A more supportive, flexible and incentives-led approach to farming regulation has been recommended as part of wide-ranging review into the sector published today.
The final report by Dame Glenys Stacey, concludes that the current regulation of the farming sector – with its one-size-fits-all rules-based approach – is far too inflexible. Leaving the EU provides the opportunity to do things differently.
The report recommends a new independent regulator that would be supportive of farmers’ individual circumstances, offering them practical advice, guidance and helping to incentivise good practice.
This means local advisers would be able to visit farmers to discuss issues such as biosecurity, soil quality or animal welfare, rather than turning up to impose an automatic sanction. In other words, the regulator should work alongside farmers – to “do with” rather than to “do to” in order to ensure high standards.
The report, which was commissioned by Environment Secretary Michael Gove in February, also recommends better use of technology. For instance, through satellite data and drones to monitor field margins and other public goods that the land manager is contracted to deliver.
Changing the balance between ‘on foot’ and remote surveillance would make inspections more efficient for the regulator and less burdensome for the farmer.
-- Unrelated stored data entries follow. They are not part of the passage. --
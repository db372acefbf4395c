//! Unit tests for output sinks.

use sql_template_gen::writer::{OutputKind, StatementWriter};
use sql_template_gen::{Batch, Dialect, DirectorySink, MemorySink, OutputSink};
use std::fs;
use tempfile::TempDir;

fn sample_batch(tag: &str) -> Batch {
    Batch {
        bq_skeleton: vec![format!("SELECT <select_exp> FROM <from_item> -- {tag}")],
        bq_tokenized: vec![format!("SELECT a FROM t -- {tag}")],
        postgre_skeleton: vec![format!("SELECT <select_exp> FROM <from_item> -- {tag}")],
        postgre_tokenized: vec![format!("SELECT a FROM t -- {tag}")],
    }
}

#[test]
fn test_statement_writer() {
    let temp_dir = TempDir::new().unwrap();
    let file_path = temp_dir.path().join("out.txt");

    let mut writer = StatementWriter::new(&file_path).unwrap();
    writer.write_statement("CREATE TABLE t1 (id INT64)").unwrap();
    writer.write_statement("SELECT id FROM t1").unwrap();
    writer.flush().unwrap();

    let content = fs::read_to_string(&file_path).unwrap();
    assert_eq!(content, "CREATE TABLE t1 (id INT64)\nSELECT id FROM t1\n");
}

#[test]
fn test_statement_writer_flush_after_buffer_count() {
    let temp_dir = TempDir::new().unwrap();
    let file_path = temp_dir.path().join("many.txt");

    let mut writer = StatementWriter::new(&file_path).unwrap();
    for i in 0..150 {
        writer.write_statement(&format!("SELECT {i}")).unwrap();
    }
    writer.flush().unwrap();

    let content = fs::read_to_string(&file_path).unwrap();
    assert_eq!(content.lines().count(), 150);
}

#[test]
fn test_file_names() {
    assert_eq!(
        OutputKind::Skeleton.file_name(Dialect::BigQuery),
        "bq_skeleton.txt"
    );
    assert_eq!(
        OutputKind::Tokenized.file_name(Dialect::Postgres),
        "postgre_tokenized.txt"
    );
}

#[test]
fn test_directory_sink_writes_four_files() {
    let temp_dir = TempDir::new().unwrap();
    let out = temp_dir.path().join("nested").join("outputs");
    let mut sink = DirectorySink::new(&out);

    sink.write_batch(&sample_batch("first")).unwrap();
    sink.write_batch(&sample_batch("second")).unwrap();

    for name in [
        "bq_skeleton.txt",
        "bq_tokenized.txt",
        "postgre_skeleton.txt",
        "postgre_tokenized.txt",
    ] {
        let content = fs::read_to_string(out.join(name)).unwrap();
        let lines: Vec<&str> = content.lines().collect();
        assert_eq!(lines.len(), 2, "{name}");
        assert!(lines[0].ends_with("-- first"));
        assert!(lines[1].ends_with("-- second"));
        assert!(content.ends_with('\n'));
    }
    assert_eq!(sink.file_paths().len(), 4);
}

#[test]
fn test_directory_sink_truncates_existing_files() {
    let temp_dir = TempDir::new().unwrap();
    fs::write(temp_dir.path().join("bq_tokenized.txt"), "stale\n").unwrap();

    let mut sink = DirectorySink::new(temp_dir.path());
    sink.write_batch(&sample_batch("fresh")).unwrap();

    let content = fs::read_to_string(temp_dir.path().join("bq_tokenized.txt")).unwrap();
    assert_eq!(content, "SELECT a FROM t -- fresh\n");
}

#[test]
fn test_memory_sink_combines_batches() {
    let mut sink = MemorySink::new();
    sink.write_batch(&sample_batch("a")).unwrap();
    sink.write_batch(&sample_batch("b")).unwrap();

    let all = sink.combined();
    assert_eq!(sink.batches.len(), 2);
    assert_eq!(all.len(), 2);
    assert_eq!(all.postgre_tokenized[1], "SELECT a FROM t -- b");
}

#[test]
fn test_statement_writer_rejects_line_breaks() {
    let temp_dir = TempDir::new().unwrap();
    let file_path = temp_dir.path().join("out.txt");

    let mut writer = StatementWriter::new(&file_path).unwrap();
    let err = writer
        .write_statement("SELECT a\nFROM t")
        .unwrap_err();
    assert_eq!(err.kind(), std::io::ErrorKind::InvalidInput);
    assert!(writer.write_statement("SELECT a\r FROM t").is_err());
    writer.flush().unwrap();

    assert_eq!(fs::read_to_string(&file_path).unwrap(), "");
}

#[test]
fn test_statement_writer_rollback_to_commit() {
    let temp_dir = TempDir::new().unwrap();
    let file_path = temp_dir.path().join("out.txt");

    let mut writer = StatementWriter::new(&file_path).unwrap();
    writer.write_statement("SELECT 1").unwrap();
    writer.commit().unwrap();
    assert_eq!(writer.committed_len(), "SELECT 1\n".len() as u64);

    // enough to reach the file before the rollback
    for i in 0..120 {
        writer.write_statement(&format!("SELECT {i}")).unwrap();
    }
    writer.rollback().unwrap();
    writer.write_statement("SELECT 2").unwrap();
    writer.commit().unwrap();

    let content = fs::read_to_string(&file_path).unwrap();
    assert_eq!(content, "SELECT 1\nSELECT 2\n");
}

#[test]
fn test_directory_sink_failed_batch_leaves_files_aligned() {
    let temp_dir = TempDir::new().unwrap();
    let mut sink = DirectorySink::new(temp_dir.path());
    sink.write_batch(&sample_batch("first")).unwrap();

    // The last file rejects its final statement after the other three
    // already wrote past their buffer.
    let n = 150;
    let mut bad = Batch {
        bq_skeleton: vec!["SELECT <select_exp>".to_string(); n],
        bq_tokenized: vec!["SELECT a".to_string(); n],
        postgre_skeleton: vec!["SELECT <select_exp>".to_string(); n],
        postgre_tokenized: vec!["SELECT a".to_string(); n],
    };
    bad.postgre_tokenized[n - 1] = "SELECT a\nFROM t".to_string();
    assert!(sink.write_batch(&bad).is_err());

    for path in sink.file_paths() {
        let content = fs::read_to_string(&path).unwrap();
        assert_eq!(content.lines().count(), 1, "{}", path.display());
        assert!(content.ends_with("-- first\n"));
    }

    sink.write_batch(&sample_batch("second")).unwrap();
    for path in sink.file_paths() {
        let content = fs::read_to_string(&path).unwrap();
        let lines: Vec<&str> = content.lines().collect();
        assert_eq!(lines.len(), 2);
        assert!(lines[1].ends_with("-- second"));
    }
}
Dame Glenys Stacey said: “There is so much scope to regulate more effectively, by harnessing technology and local knowledge. A strong regulatory culture brings many opportunities – from getting on top of systemic issues such as animal diseases, to improving plant health and our environment under the new farming system.”
Environment Secretary Michael Gove said: “It’s clear that current regulation isn’t working as it should. We commissioned this report because leaving the EU gives us the opportunity for a fresh and modern approach – one that is less onerous for farmers and also helps us to deliver on our environmental ambitions.”
NFU President Minette Batters said: “Dame Glenys Stacey’s review sets an ambitious agenda for the future regulation of British farming. Her recommendations have the potential to deliver a regulation and inspection regime that is not only fit for purpose, but also promotes a culture where regulators and farm businesses work together. This is one part of the change needed to assist farming to become more productive, profitable and sustainable in the future.
“The primary recommendation is to establish a single regulator in place of five Defra bodies and local authorities. This would be a major change in how regulation is delivered. To be successful it will be crucial that the Agriculture Bill is committed to agricultural land and food production. A new regulator should be able to incentivise a new domestic farm policy. While we applaud the aspiration it must not be rushed; time is needed to detail how this system would look, how it is funded, its governance and what the impact would be on farm.
“Any new system must restore confidence in our regulatory system, support farm businesses and allow them to continue producing safe, traceable and affordable food for the nation.”